ABSTRACT
The outburst of Zonag Lake in 2011 triggered a series of floods in the continuous permafrost region of the hinterland of the Qinghai-Tibet Plateau. This re-distributed the surface water in the basin and caused rapid expansion of the tail lake (Salt Lake). To avoid potential overflow of the expanding Salt Lake, a channel was excavated to drain the lake water into a downstream river. In this study, to investigate the permafrost thermal regime and the surface deformation around the expanding Salt Lake and the channel, in-situ monitoring sections were settled from Salt Lake to the downstream of the channel to obtain the permafrost temperature. Additionally, using small baseline subset interferometric synthetic aperture radar (SBAS-InSAR), the surface deformation around Salt Lake and the channel was measured.

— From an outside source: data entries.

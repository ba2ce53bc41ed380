/*
 * config.rs
 * Copyright (c) 2026 citekey contributors
 *
 * Conversion configuration.
 */

//! Conversion configuration.
//!
//! All settings have defaults matching Citavi placeholders in Word
//! documents, so a configuration file is only needed for other layouts.
//!
//! ```toml
//! [placeholder]
//! element = "//sdt"
//! fragments = ".//instrText"
//! marker = "ADDIN CitaviPlaceholder"
//! text_node = "./sdtContent//r/t"
//!
//! [[parts]]
//! name = "word/document.xml"
//! output = "NEWDOC.xml"
//! ```

use std::collections::HashSet;
use std::path::Path;

use citekey_xml::XmlPath;
use serde::{Deserialize, Serialize};

use crate::container::{FOOTNOTES_PART, MAIN_DOCUMENT_PART};
use crate::error::{CitekeyError, Result};
use crate::payload::CITAVI_MARKER;

#[derive(Debug, Clone, PartialEq, Eq, Serialize, Deserialize)]
#[serde(default, deny_unknown_fields)]
pub struct ConvertConfig {
    pub placeholder: PlaceholderConfig,
    /// Document parts to convert, in processing order.
    pub parts: Vec<PartConfig>,
}

/// Where placeholders live in a part and how to recognise them.
#[derive(Debug, Clone, PartialEq, Eq, Serialize, Deserialize)]
#[serde(default, deny_unknown_fields)]
pub struct PlaceholderConfig {
    /// Path to placeholder elements, searched from the part's root element.
    pub element: String,
    /// Path to the payload fragments, relative to a placeholder.
    pub fragments: String,
    /// Text the first fragment must start with.
    pub marker: String,
    /// Path to the visible text node, relative to a placeholder.
    pub text_node: String,
}

/// One document part and the file its converted XML is written to.
#[derive(Debug, Clone, PartialEq, Eq, Serialize, Deserialize)]
#[serde(deny_unknown_fields)]
pub struct PartConfig {
    pub name: String,
    pub output: String,
}

/// Compiled form of [`PlaceholderConfig`].
#[derive(Debug, Clone, PartialEq, Eq)]
pub struct PlaceholderPattern {
    pub element: XmlPath,
    pub fragments: XmlPath,
    pub marker: String,
    pub text_node: XmlPath,
}

impl Default for ConvertConfig {
    fn default() -> Self {
        Self {
            placeholder: PlaceholderConfig::default(),
            parts: vec![
                PartConfig::new(MAIN_DOCUMENT_PART, "NEWDOC.xml"),
                PartConfig::new(FOOTNOTES_PART, "NEWFN.xml"),
            ],
        }
    }
}

impl Default for PlaceholderConfig {
    fn default() -> Self {
        Self {
            element: "//sdt".to_string(),
            fragments: ".//instrText".to_string(),
            marker: CITAVI_MARKER.to_string(),
            text_node: "./sdtContent//r/t".to_string(),
        }
    }
}

impl PartConfig {
    pub fn new(name: impl Into<String>, output: impl Into<String>) -> Self {
        Self {
            name: name.into(),
            output: output.into(),
        }
    }
}

impl ConvertConfig {
    /// Parse and validate a TOML configuration.
    pub fn from_toml_str(source: &str) -> Result<Self> {
        let config: Self = toml::from_str(source).map_err(|e| CitekeyError::config(e.to_string()))?;
        config.validate()?;
        Ok(config)
    }

    /// Read, parse and validate a TOML configuration file.
    pub fn load(path: impl AsRef<Path>) -> Result<Self> {
        let source = std::fs::read_to_string(path)?;
        Self::from_toml_str(&source)
    }

    /// Check the configuration before any document is touched.
    pub fn validate(&self) -> Result<()> {
        self.placeholder.compile()?;

        if self.parts.is_empty() {
            return Err(CitekeyError::config("no document parts configured"));
        }

        let mut outputs = HashSet::new();
        for part in &self.parts {
            if part.name.trim().is_empty() || part.output.trim().is_empty() {
                return Err(CitekeyError::config(
                    "document parts need a name and an output file",
                ));
            }
            if !outputs.insert(part.output.as_str()) {
                return Err(CitekeyError::config(format!(
                    "output file '{}' is used by more than one part",
                    part.output
                )));
            }
        }

        Ok(())
    }
}

impl PlaceholderConfig {
    /// Compile the element paths.
    pub fn compile(&self) -> Result<PlaceholderPattern> {
        if self.marker.is_empty() {
            return Err(CitekeyError::config("placeholder marker must not be empty"));
        }

        let path = |source: &str| {
            XmlPath::parse(source).map_err(|e| CitekeyError::config(e.to_string()))
        };

        Ok(PlaceholderPattern {
            element: path(&self.element)?,
            fragments: path(&self.fragments)?,
            marker: self.marker.clone(),
            text_node: path(&self.text_node)?,
        })
    }
}
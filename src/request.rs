use thiserror::Error;
use tracing::warn;

use crate::models::{Cuisine, FlyerSubmission, Preferences};

#[derive(Debug, Error, Clone, PartialEq, Eq)]
pub enum ValidationError {
    #[error("flyer file must be uploaded")]
    MissingFlyer,
    #[error("enter a valid budget")]
    InvalidBudget,
}

/// A validated, ready-to-send analysis request.
#[derive(Debug, Clone)]
pub struct AnalysisRequest {
    pub flyer: FlyerSubmission,
    pub budget: u32,
    /// Resolved cuisine label, see [`Preferences::effective_cuisine`].
    pub cuisine: String,
}

/// Checks the preconditions for an analysis call. Nothing is sent when this fails.
pub fn build_request(
    submission: Option<&FlyerSubmission>,
    preferences: &Preferences,
) -> Result<AnalysisRequest, ValidationError> {
    let flyer = submission.ok_or(ValidationError::MissingFlyer)?;
    let budget = u32::try_from(preferences.budget)
        .ok()
        .filter(|b| *b > 0)
        .ok_or(ValidationError::InvalidBudget)?;

    let cuisine = preferences.effective_cuisine();
    if preferences.cuisine == Cuisine::Other && cuisine.trim().is_empty() {
        // Sent as-is; the form does not require the custom field.
        warn!("⚠️ Custom cuisine selected with empty text; sending empty cuisine label");
    }

    Ok(AnalysisRequest { flyer: flyer.clone(), budget, cuisine })
}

The data showed that the ground temperature at the channel was 0.6°C higher than the natural field and the mean subsidence rate around the channel was 1.5 mm/yr higher than that at Salt Lake. These results show that the permafrost temperature in the study area changed considerably with variations in the distance from the lake/channel, and the deformation in the study area was dominated by subsidence.
Acknowledgments
We are grateful to Alaska Satellite Facility (ASF), European Space Agency (ESA) data center and USGS for providing the datasets used in this study.
Disclosure statement
No potential conflict of interest was reported by the authors.
Data availability statement
The raw data used in this study are publicly available from the sources provided in following links. The processed data generated from this study are available upon request to the corresponding author.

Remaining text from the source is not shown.